I am a social scientist and statistician. Much of my research is on social influence that is mediated, amplified, or directed by interactive technologies. The design of systems, interventions, and methods is sometimes both a means and an end.

I am a member of the MIT Sloan School of Management faculty, in the Marketing group. I am affiliated with the MIT Schwarzman College of Computing via the Institute for Data, Systems & Society, including its Statistics and Data Science Center, and the Initiative on the Digital Economy.

The principal subjects of my research are

  1. social interactions and contagion, typically through communication technologies
  2. persuasion and behavior-change interventions implemented with interactive technologies
  3. applied statistics, experimental design, machine learning, and causal inference (especially for 1 and 2)

Within these areas, I have worked on peer effects in networks, the spread of rumors and (mis)information, design of experiments in networks, evaluating high-dimensional methods for observational causal inference, tools for running online experiments (e.g., PlanOut), mobile persuasive technologies, self-disclosure and sharing behaviors, multi-armed bandit problems, and persuasion profiling.

Before joining MIT, I worked on the Facebook Core Data Science Team.
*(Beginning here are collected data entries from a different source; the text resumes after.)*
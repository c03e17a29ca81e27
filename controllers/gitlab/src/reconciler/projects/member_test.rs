//! Unit tests for project membership and variables

#[cfg(test)]
mod tests {
    use crate::error::ControllerError;
    use crate::reconciler::projects::{ProjectMemberTranslator, ProjectVariableTranslator};
    use crate::test_utils::{Harness, bound, managed, mark_deleted, patched};
    use crds::{ManagedResource, ProjectMember, ProjectVariable};
    use gitlab_client::{GitLabClientTrait, MemberOptions, Parent, Project, ResourceId, User};

    fn harness_with_project() -> Harness {
        let h = Harness::new();
        h.gitlab.add_project(Project {
            id: 1,
            path_with_namespace: "g/app".to_string(),
            ..Default::default()
        });
        h
    }

    fn project() -> Parent {
        Parent::Project(ResourceId::Numeric(1))
    }

    #[tokio::test]
    async fn test_access_level_drift_requires_update() {
        let h = harness_with_project();
        h.gitlab
            .add_member(
                &project(),
                &MemberOptions {
                    user_id: Some(7),
                    access_level: Some(30),
                    ..Default::default()
                },
            )
            .await
            .unwrap();
        h.gitlab.reset_calls();

        let mut mr: ProjectMember = bound(
            managed("dev", "team-a", serde_json::json!({ "projectID": 1, "userID": 7, "accessLevel": 10 })),
            "7",
        );
        h.reconcile::<ProjectMemberTranslator>(&mut mr).await.unwrap();

        assert_eq!(h.gitlab.calls(), vec!["get_member", "edit_member"]);
        let member = h.gitlab.get_member(&project(), 7).await.unwrap();
        assert_eq!(member.access_level, 10);
        assert_eq!(mr.external_name(), "7");
    }

    #[tokio::test]
    async fn test_username_is_resolved_and_late_initialized() {
        let h = harness_with_project();
        h.gitlab.add_user(User {
            id: 42,
            username: "alice".to_string(),
            name: "Alice".to_string(),
            state: "active".to_string(),
        });
        let mut mr: ProjectMember = managed(
            "alice",
            "team-a",
            serde_json::json!({ "projectID": "g/app", "userName": "alice", "accessLevel": 30 }),
        );
        h.converge::<ProjectMemberTranslator>(&mut mr).await;

        assert_eq!(mr.external_name(), "42");
        assert_eq!(mr.for_provider().member.user_id, Some(42));
        let observed = mr.at_provider().cloned().unwrap_or_default();
        assert_eq!(observed.username.as_deref(), Some("alice"));
    }

    #[tokio::test]
    async fn test_unknown_username_fails_without_binding() {
        let h = harness_with_project();
        let mut mr: ProjectMember = managed(
            "ghost",
            "team-a",
            serde_json::json!({ "projectID": 1, "userName": "ghost", "accessLevel": 30 }),
        );
        let err = h.reconcile::<ProjectMemberTranslator>(&mut mr).await.unwrap_err();
        assert!(matches!(err, ControllerError::UnknownUser(ref name) if name == "ghost"));
        assert_eq!(mr.external_name(), "");
        assert_eq!(h.gitlab.call_count("add_member"), 0);
    }

    #[tokio::test]
    async fn test_member_without_parent_is_rejected() {
        let h = harness_with_project();
        let mut mr: ProjectMember = managed("dev", "team-a", serde_json::json!({ "userID": 7, "accessLevel": 30 }));
        let err = h.reconcile::<ProjectMemberTranslator>(&mut mr).await.unwrap_err();
        assert!(matches!(err, ControllerError::MissingParentId("projectID")));
    }

    #[tokio::test]
    async fn test_removed_member_releases_finalizer() {
        let h = harness_with_project();
        let mut mr: ProjectMember = managed(
            "dev",
            "team-a",
            serde_json::json!({ "projectID": 1, "userID": 7, "accessLevel": 30 }),
        );
        h.converge::<ProjectMemberTranslator>(&mut mr).await;

        let mut mr = mark_deleted(mr);
        h.reconcile::<ProjectMemberTranslator>(&mut mr).await.unwrap();
        assert!(h.gitlab.get_member(&project(), 7).await.unwrap_err().is_not_found());
        h.reconcile::<ProjectMemberTranslator>(&mut mr).await.unwrap();
        assert!(!mr.has_finalizer());
    }

    #[tokio::test]
    async fn test_variable_value_from_secret_is_compared() {
        let h = harness_with_project();
        h.cluster.put_secret("team-a", "ci", &[("deploy-token", "s3cret")]);
        let mut mr: ProjectVariable = managed(
            "deploy-token",
            "team-a",
            serde_json::json!({
                "projectID": 1,
                "key": "DEPLOY_TOKEN",
                "valueSecretRef": { "name": "ci", "key": "deploy-token" },
                "masked": true
            }),
        );
        h.converge::<ProjectVariableTranslator>(&mut mr).await;
        assert_eq!(mr.external_name(), "DEPLOY_TOKEN");

        let stored = h.gitlab.get_variable(&project(), "DEPLOY_TOKEN", None).await.unwrap();
        assert_eq!(stored.value, "s3cret");
        assert_eq!(mr.for_provider().variable.environment_scope.as_deref(), Some("*"));

        // Rotating the secret is drift
        h.cluster.put_secret("team-a", "ci", &[("deploy-token", "rotated")]);
        h.gitlab.reset_calls();
        h.reconcile::<ProjectVariableTranslator>(&mut mr).await.unwrap();
        assert_eq!(h.gitlab.calls(), vec!["get_variable", "update_variable"]);
        let stored = h.gitlab.get_variable(&project(), "DEPLOY_TOKEN", None).await.unwrap();
        assert_eq!(stored.value, "rotated");
    }

    #[tokio::test]
    async fn test_variable_with_both_sources_is_rejected() {
        let h = harness_with_project();
        let mut mr: ProjectVariable = managed(
            "both",
            "team-a",
            serde_json::json!({
                "projectID": 1,
                "key": "BOTH",
                "value": "inline",
                "valueSecretRef": { "name": "ci", "key": "k" }
            }),
        );
        let err = h.reconcile::<ProjectVariableTranslator>(&mut mr).await.unwrap_err();
        assert!(matches!(err, ControllerError::NoSource(2)));
        assert_eq!(h.gitlab.call_count("create_variable"), 0);

        let mut mr = patched(mr, &serde_json::json!({ "spec": { "forProvider": { "valueSecretRef": null } } }));
        h.converge::<ProjectVariableTranslator>(&mut mr).await;
        assert_eq!(mr.external_name(), "BOTH");
    }
}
I completed my PhD at Stanford University in 2012, advised by Clifford Nass. I was previously a research scientist at Nokia Research Center, Palo Alto. Before joining Nokia, I worked with BJ Fogg on research in mobile persuasive technologies in the Stanford Persuasive Technology Lab and worked at Yahoo! Research Berkeley, creating and studying location-aware mobile photo sharing apps (in 2005 and 2006).